**Task item:** Print, from the listing below, the lines starting at the line containing "for i in 0..count" and ending at the line containing "let death = death", exactly as they stand, and print nothing else.

[[ Records for the task open ]]

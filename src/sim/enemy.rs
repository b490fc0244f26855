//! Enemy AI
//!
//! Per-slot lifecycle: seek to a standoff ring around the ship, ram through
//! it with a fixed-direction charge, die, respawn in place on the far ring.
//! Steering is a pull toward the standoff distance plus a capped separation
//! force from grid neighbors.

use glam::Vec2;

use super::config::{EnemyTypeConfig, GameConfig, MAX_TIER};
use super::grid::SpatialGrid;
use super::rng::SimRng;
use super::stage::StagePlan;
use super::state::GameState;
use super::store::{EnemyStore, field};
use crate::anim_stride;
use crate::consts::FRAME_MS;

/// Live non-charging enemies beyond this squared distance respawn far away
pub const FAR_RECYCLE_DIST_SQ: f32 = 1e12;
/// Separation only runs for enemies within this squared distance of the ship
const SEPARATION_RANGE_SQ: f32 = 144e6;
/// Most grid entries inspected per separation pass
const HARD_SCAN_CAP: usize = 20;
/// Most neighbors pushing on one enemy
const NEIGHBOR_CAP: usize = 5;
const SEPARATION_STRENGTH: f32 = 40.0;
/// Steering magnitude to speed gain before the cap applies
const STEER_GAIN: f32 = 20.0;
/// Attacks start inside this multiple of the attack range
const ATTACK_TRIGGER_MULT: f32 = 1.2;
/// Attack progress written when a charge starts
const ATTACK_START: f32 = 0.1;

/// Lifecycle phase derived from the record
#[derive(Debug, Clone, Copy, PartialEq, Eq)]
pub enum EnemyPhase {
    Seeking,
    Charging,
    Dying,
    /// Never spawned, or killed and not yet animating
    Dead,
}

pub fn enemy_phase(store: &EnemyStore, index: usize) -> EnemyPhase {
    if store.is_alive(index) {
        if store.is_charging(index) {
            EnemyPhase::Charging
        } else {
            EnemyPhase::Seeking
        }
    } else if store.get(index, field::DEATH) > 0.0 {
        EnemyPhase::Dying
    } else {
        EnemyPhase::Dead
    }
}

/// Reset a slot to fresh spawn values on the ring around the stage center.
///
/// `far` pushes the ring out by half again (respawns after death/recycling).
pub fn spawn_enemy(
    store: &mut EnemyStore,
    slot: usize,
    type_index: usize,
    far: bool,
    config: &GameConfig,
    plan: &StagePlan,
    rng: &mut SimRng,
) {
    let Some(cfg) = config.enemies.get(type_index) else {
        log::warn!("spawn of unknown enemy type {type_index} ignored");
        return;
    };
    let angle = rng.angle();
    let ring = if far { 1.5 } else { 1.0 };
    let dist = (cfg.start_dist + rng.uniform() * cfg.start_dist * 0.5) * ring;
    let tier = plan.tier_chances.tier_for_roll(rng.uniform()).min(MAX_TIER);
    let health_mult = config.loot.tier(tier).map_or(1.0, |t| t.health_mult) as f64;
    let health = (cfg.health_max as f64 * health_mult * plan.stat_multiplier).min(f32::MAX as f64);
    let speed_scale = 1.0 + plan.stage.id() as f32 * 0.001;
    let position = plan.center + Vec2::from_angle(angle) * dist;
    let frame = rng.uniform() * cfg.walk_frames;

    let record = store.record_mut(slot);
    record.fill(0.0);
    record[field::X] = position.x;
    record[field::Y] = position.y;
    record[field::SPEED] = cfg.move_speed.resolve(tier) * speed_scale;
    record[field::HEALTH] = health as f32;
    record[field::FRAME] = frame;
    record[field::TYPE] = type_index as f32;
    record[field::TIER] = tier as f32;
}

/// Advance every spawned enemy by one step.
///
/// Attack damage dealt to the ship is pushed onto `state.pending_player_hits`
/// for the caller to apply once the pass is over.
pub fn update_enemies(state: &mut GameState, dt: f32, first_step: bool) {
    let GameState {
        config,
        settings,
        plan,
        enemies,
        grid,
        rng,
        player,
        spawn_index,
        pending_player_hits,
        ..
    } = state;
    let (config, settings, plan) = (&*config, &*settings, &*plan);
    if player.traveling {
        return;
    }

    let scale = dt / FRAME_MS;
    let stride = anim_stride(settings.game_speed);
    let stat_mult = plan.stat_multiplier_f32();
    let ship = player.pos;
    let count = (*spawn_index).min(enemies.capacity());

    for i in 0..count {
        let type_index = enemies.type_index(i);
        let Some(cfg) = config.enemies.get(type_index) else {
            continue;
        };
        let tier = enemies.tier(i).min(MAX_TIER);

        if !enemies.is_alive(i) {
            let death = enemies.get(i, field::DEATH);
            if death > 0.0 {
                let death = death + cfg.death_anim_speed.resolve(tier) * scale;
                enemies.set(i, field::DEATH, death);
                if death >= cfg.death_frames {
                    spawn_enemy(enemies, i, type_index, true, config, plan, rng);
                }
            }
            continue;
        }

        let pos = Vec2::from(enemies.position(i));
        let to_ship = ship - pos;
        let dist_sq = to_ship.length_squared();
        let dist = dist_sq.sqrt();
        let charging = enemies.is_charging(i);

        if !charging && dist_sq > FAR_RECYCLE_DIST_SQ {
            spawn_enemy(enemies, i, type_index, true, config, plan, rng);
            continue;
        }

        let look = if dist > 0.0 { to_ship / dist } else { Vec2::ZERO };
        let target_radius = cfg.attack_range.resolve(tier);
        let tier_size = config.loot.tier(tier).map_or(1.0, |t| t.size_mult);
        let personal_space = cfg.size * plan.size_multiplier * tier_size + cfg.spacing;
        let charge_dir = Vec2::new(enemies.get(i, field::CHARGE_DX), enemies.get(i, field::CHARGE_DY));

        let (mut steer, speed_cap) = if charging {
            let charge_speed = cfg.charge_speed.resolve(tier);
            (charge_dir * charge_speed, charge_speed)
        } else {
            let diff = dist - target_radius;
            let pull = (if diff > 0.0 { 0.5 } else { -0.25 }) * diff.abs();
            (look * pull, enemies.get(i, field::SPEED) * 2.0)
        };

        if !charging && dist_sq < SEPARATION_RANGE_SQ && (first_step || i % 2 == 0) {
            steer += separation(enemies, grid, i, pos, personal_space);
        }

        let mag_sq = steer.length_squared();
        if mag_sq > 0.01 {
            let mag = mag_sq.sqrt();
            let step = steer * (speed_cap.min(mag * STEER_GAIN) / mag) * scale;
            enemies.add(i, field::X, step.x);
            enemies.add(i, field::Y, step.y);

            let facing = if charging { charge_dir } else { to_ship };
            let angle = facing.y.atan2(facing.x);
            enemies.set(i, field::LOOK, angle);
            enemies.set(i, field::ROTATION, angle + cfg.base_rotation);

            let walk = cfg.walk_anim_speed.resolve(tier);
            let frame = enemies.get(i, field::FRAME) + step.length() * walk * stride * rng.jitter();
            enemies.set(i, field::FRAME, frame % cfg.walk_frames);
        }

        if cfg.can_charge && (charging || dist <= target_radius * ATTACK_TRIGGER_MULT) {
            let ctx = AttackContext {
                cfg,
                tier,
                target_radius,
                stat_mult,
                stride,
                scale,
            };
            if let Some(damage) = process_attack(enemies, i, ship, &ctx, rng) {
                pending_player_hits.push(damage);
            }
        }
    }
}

[[ Records for the task closed ]]
[[ Records for the task open ]]

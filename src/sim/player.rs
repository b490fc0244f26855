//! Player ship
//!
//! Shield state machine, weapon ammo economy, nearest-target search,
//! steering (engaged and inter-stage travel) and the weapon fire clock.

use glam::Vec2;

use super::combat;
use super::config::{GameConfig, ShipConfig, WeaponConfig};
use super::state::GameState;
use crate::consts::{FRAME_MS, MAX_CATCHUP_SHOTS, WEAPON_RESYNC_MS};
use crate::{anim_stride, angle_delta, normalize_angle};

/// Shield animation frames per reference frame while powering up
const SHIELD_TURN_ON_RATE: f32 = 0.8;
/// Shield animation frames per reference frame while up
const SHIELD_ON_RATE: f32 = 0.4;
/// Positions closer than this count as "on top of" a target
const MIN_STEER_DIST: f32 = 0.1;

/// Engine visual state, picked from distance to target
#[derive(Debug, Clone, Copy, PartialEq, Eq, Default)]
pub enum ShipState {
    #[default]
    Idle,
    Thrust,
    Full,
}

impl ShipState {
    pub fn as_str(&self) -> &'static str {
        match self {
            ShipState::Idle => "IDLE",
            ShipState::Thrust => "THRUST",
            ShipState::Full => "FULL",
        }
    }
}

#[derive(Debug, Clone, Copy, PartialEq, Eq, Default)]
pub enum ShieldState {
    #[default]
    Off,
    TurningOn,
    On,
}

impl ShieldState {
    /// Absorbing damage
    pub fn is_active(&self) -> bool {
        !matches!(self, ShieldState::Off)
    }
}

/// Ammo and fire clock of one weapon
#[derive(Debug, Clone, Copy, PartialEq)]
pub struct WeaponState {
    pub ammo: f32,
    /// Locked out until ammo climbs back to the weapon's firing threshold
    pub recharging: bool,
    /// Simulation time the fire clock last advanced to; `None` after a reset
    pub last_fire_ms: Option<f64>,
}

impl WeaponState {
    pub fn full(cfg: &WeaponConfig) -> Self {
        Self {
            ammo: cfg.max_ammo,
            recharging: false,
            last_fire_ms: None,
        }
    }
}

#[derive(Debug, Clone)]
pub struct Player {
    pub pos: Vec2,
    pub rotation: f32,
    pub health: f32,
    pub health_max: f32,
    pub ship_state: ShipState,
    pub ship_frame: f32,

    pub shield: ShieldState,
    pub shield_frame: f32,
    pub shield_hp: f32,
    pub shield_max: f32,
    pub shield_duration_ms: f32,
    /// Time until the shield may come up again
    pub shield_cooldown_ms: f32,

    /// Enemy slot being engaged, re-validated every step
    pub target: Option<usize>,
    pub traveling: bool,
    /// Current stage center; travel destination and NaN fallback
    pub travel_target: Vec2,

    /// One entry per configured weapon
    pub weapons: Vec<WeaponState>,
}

[[ Records for the task closed ]]

**Result for this exercise:**
    for i in 0..count {
        let type_index = enemies.type_index(i);
        let Some(cfg) = config.enemies.get(type_index) else {
            continue;
        };
        let tier = enemies.tier(i).min(MAX_TIER);

        if !enemies.is_alive(i) {
            let death = enemies.get(i, field::DEATH);
            if death > 0.0 {
                let death = death + cfg.death_anim_speed.resolve(tier) * scale;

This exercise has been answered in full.